Stokley Carmichael, 20th Century Activist born

Stokley Carmichal

Stokely Carmichael was born on this date in 1941.  He was one of the most influential Black activists in the 20th-century American Civil Rights movement

Stokley Standiford Churchill Carmichael was born in Trinidad. His family (parents and four sisters) moved to New York City when he was a child.  His mother, Mabel F. Carmichael, was a stewardess for a steamship line, and his father, Adolphus, was a carpenter who also worked as a taxi driver. The Carmichael family eventually left Harlem to live in Morris Park in the East Bronx, where Carmichael graduated with honors from the Bronx High School of Science, a specialized public high school for gifted students. He went on to attend Howard University in Washington, D.C. He rejected scholarship offers from several white universities and graduated with a degree in philosophy in 1964.

At Howard, Carmichael led the Non-Violent Action Group (NAG), a militant student protest organization that fought against racism in Washington, D.C., and surrounding areas.
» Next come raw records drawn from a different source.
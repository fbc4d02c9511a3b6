/// The step function: advances the world by one fixed tick.
///
/// Processing order:
///   1. Clock (`clock_ms += tick_rate_ms`)
///   2. Dig and fire requests from this frame's input
///   3. Hole regeneration
///   4. Player: accept a move when resting, then motion/gravity, then coin
///   5. Enemies, in spawn order: slide, then re-plan on arrival
///   6. Fireballs, then explosions
///   7. Contact with enemies (caught), then the coin count (won)
///
/// Nothing here fails. Illegal requests are dropped without a state
/// change; an enemy with no path simply waits.

use crate::domain::ai;
use crate::domain::entity::{Facing, FrameInput, Motion, MoveKeys};
use crate::domain::grid::Cell;
use crate::domain::physics::{self, Gravity, Rect};
use crate::domain::projectile::Fireball;
use crate::domain::rules;
use crate::domain::tile::Tile;
use super::event::GameEvent;
use super::world::{Phase, WorldState};

// ══════════════════════════════════════════════════════════════
// Main entry point
// ══════════════════════════════════════════════════════════════

pub fn step(world: &mut WorldState, input: FrameInput) -> Vec<GameEvent> {
    if !world.is_running() { return vec![]; }

    let mut events: Vec<GameEvent> = Vec::new();
    world.clock_ms += world.physics.tick_rate_ms;

    resolve_dig(world, input.dig_at, &mut events);
    resolve_fire(world, input.fire, &mut events);
    resolve_holes(world, &mut events);
    resolve_player(world, &input.keys);
    resolve_coin_pickup(world, &mut events);
    resolve_enemies(world);
    resolve_fireballs(world, &mut events);
    resolve_explosions(world, &mut events);
    if resolve_enemy_collision(world, &mut events) { return events; }
    resolve_win(world, &mut events);

    events
}

/// Reset the current level to its loaded state.
pub fn restart_level(world: &mut WorldState) {
    world.restart_level();
}

// ══════════════════════════════════════════════════════════════
// Input actions
// ══════════════════════════════════════════════════════════════

fn resolve_dig(world: &mut WorldState, target: Option<Cell>, events: &mut Vec<GameEvent>) {
    let Some(cell) = target else { return };
    if !rules::dig_in_reach(world.player_cell(), cell) { return; }
    if world.grid.dig_hole(cell, world.clock_ms) {
        log::debug!("hole dug at {cell:?}");
        events.push(GameEvent::HoleDug { cell });
    }
}

fn resolve_fire(world: &mut WorldState, fire: bool, events: &mut Vec<GameEvent>) {
    if !fire { return; }
    if world.ammo == 0 {
        events.push(GameEvent::OutOfAmmo);
        return;
    }
    let p = &world.player;
    world.fireballs.push(Fireball::launch(p.x, p.y, p.facing, world.physics.tile_size));
    world.ammo -= 1;
    events.push(GameEvent::FireballLaunched);
}

fn resolve_holes(world: &mut WorldState, events: &mut Vec<GameEvent>) {
    for cell in world.grid.advance_holes(world.clock_ms) {
        events.push(GameEvent::HoleClosed { cell });
    }
}

// ══════════════════════════════════════════════════════════════
// Player
// ══════════════════════════════════════════════════════════════

fn resolve_player(world: &mut WorldState, keys: &MoveKeys) {
    let t = world.physics.tile_size;
    let now = world.clock_ms;

    // Input is accepted only at rest, so one discrete move completes first.
    if world.player.motion == Motion::Resting {
        let p = &mut world.player;
        if let Some(facing) = rules::facing_from_keys(keys) {
            p.facing = facing;
        }
        let cell = physics::cell_of(p.x, p.y, t);
        let aligned = physics::is_aligned(p.y, &world.physics);
        if let Some(m) = rules::choose_move(&world.grid, cell, aligned, keys) {
            p.target_x = p.x + m.d_col as f32 * t;
            p.target_y = p.y + m.d_row as f32 * t;
            p.jumping = m.jump;
            p.motion = Motion::Animating;
        }
    }

    let p = &mut world.player;
    match p.motion {
        Motion::Animating => {
            let speed = world.physics.animation_speed;
            if physics::step_toward(&mut p.x, &mut p.y, p.target_x, p.target_y, speed) {
                p.motion = if p.jumping {
                    p.jumping = false;
                    Motion::Hanging { until_ms: now + world.physics.jump_hang_ms }
                } else {
                    Motion::Resting
                };
            }
        }
        Motion::Hanging { until_ms } => {
            let cell = physics::cell_of(p.x, p.y, t);
            if keys.up && world.grid.tile_at(cell.offset(-1, 0)).is_ladder() {
                p.target_y = p.y - t;
                p.motion = Motion::Animating;
            } else if now > until_ms {
                p.motion = Motion::Resting;
            }
        }
        Motion::Resting | Motion::Falling => {
            match physics::apply_gravity(p.x, &mut p.y, &world.grid, &world.physics) {
                Gravity::Falling => p.motion = Motion::Falling,
                Gravity::Supported | Gravity::Landed => p.motion = Motion::Resting,
            }
            p.target_x = p.x;
            p.target_y = p.y;
        }
    }
}

fn resolve_coin_pickup(world: &mut WorldState, events: &mut Vec<GameEvent>) {
    let cell = world.player_cell();
    if world.grid.tile_at(cell) == Tile::Coin {
        world.grid.set_tile(cell, Tile::Empty);
        world.player.coins += 1;
        log::debug!("coin at {cell:?} ({}/{})", world.player.coins, world.grid.total_coins());
        events.push(GameEvent::CoinCollected { cell });
    }
}

// ══════════════════════════════════════════════════════════════
// Enemies: slide, then plan the next cell once arrived
// ══════════════════════════════════════════════════════════════

fn resolve_enemies(world: &mut WorldState) {
    let t = world.physics.tile_size;
    let speed = world.physics.enemy_speed;
    let goal = world.player_cell();

    for e in &mut world.enemies {
        if e.target_x != e.x {
            e.facing = if e.target_x > e.x { Facing::Right } else { Facing::Left };
        }
        physics::step_toward(&mut e.x, &mut e.y, e.target_x, e.target_y, speed);

        if e.is_resting() {
            let here = physics::cell_of(e.x, e.y, t);
            if let Some(next) = ai::next_step(&world.grid, here, goal) {
                let (tx, ty) = physics::origin_of(next, t);
                e.target_x = tx;
                e.target_y = ty;
            }
        }
    }
}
Carmichael affiliated NAG with the Student Nonviolent Coordinating Committee (SNCC).

Carmichael participated in the Mississippi Freedom Summer, serving as a regional director for SNCC workers and helping to organize the Mississippi Freedom Democratic Party (MFDP). He had become deeply disillusioned with the National Democratic Party when it refused to seat the multi-racial MFDP delegation.   They wished to replace the official all-white, pro-segregation Mississippi Democratic Party during the 1964 Democratic Party National Convention in Atlantic City, New Jersey.  After this, Carmichael started to search for alternative means to empower African Americans politically.  The ideologies of Malcolm X and Kwame Nkrumah increasingly influenced him.

Carmichael became chairman of SNCC in 1966, taking over from John Lewis. A few weeks after Carmichael took office, James Meredith was shot by a sniper during his solitary "March Against Fear," and Carmichael continued the march.  During this march, in June 1966, Carmichael was arrested for the 27th time in his civil rights career.  Upon his release, he gave his first "Black Power" speech, using the phrase to urge black pride and socio-economic independence.  Although Black Power was not a new concept, Carmichael brought it into the spotlight and made it a rallying cry for young African Americans. He urged "black people in this country to unite, to recognize their heritage, and to build a sense of community," although some within the movement were alarmed and critical of this change.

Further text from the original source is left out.